BEGIN
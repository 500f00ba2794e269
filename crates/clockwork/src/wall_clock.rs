// Copyright (c) Microsoft Corporation.
// Licensed under the MIT License.

use std::time::{SystemTime, UNIX_EPOCH};

use jiff::Timestamp;
use jiff::tz::TimeZone;
use tick::Clock;

use crate::{Mode, TimeSource};

/// A stateless time source that reports the operating system's wall-clock time.
///
/// The value is the number of milliseconds since the UNIX epoch. The control operations are
/// no-ops. Time is read through a [`Clock`], so tests can substitute a controlled clock.
///
/// # Examples
///
/// ```
/// use std::time::Duration;
///
/// use clockwork::{TimeSource, WallClock};
/// use jiff::tz::TimeZone;
/// use tick::ClockControl;
///
/// let control = ClockControl::new();
/// let clock = WallClock::with_time_zone(&control.to_clock(), TimeZone::UTC);
///
/// control.advance(Duration::from_millis(3_723_456));
///
/// assert_eq!(clock.current_millis(), 3_723_456);
/// assert_eq!(clock.display_time(), "01:02:03.456");
/// ```
#[derive(Debug, Clone)]
pub struct WallClock {
    clock: Clock,
    time_zone: TimeZone,
}

impl WallClock {
    /// Creates a wall clock that renders times in the system time zone.
    #[must_use]
    pub fn new(clock: &Clock) -> Self {
        Self::with_time_zone(clock, TimeZone::system())
    }

    /// Creates a wall clock that renders times in `time_zone`.
    #[must_use]
    pub fn with_time_zone(clock: &Clock, time_zone: TimeZone) -> Self {
        Self {
            clock: clock.clone(),
            time_zone,
        }
    }
}

impl TimeSource for WallClock {
    fn current_millis(&self) -> i64 {
        millis_since_epoch(self.clock.system_time())
    }

    fn mode(&self) -> Mode {
        Mode::WallClock
    }

    fn display_time(&self) -> String {
        match Timestamp::try_from(self.clock.system_time()) {
            Ok(timestamp) => {
                let zoned = timestamp.to_zoned(self.time_zone.clone());
                format!(
                    "{:02}:{:02}:{:02}.{:03}",
                    zoned.hour(),
                    zoned.minute(),
                    zoned.second(),
                    zoned.millisecond()
                )
            }
            Err(error) => {
                tracing::warn!(%error, "system time is outside the representable range");
                "--:--:--.---".to_owned()
            }
        }
    }
}

fn millis_since_epoch(time: SystemTime) -> i64 {
    match time.duration_since(UNIX_EPOCH) {
        Ok(after) => i64::try_from(after.as_millis()).unwrap_or(i64::MAX),
        Err(before) => i64::try_from(before.duration().as_millis()).map_or(i64::MIN, |millis| -millis),
    }
}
END
• _TASK STATEMENT_:
Given the data above, which lines hold the string "SystemTime"? Return them.

• _EXERCISE ANSWER_:
use std::time::{SystemTime, UNIX_EPOCH};
fn millis_since_epoch(time: SystemTime) -> i64 {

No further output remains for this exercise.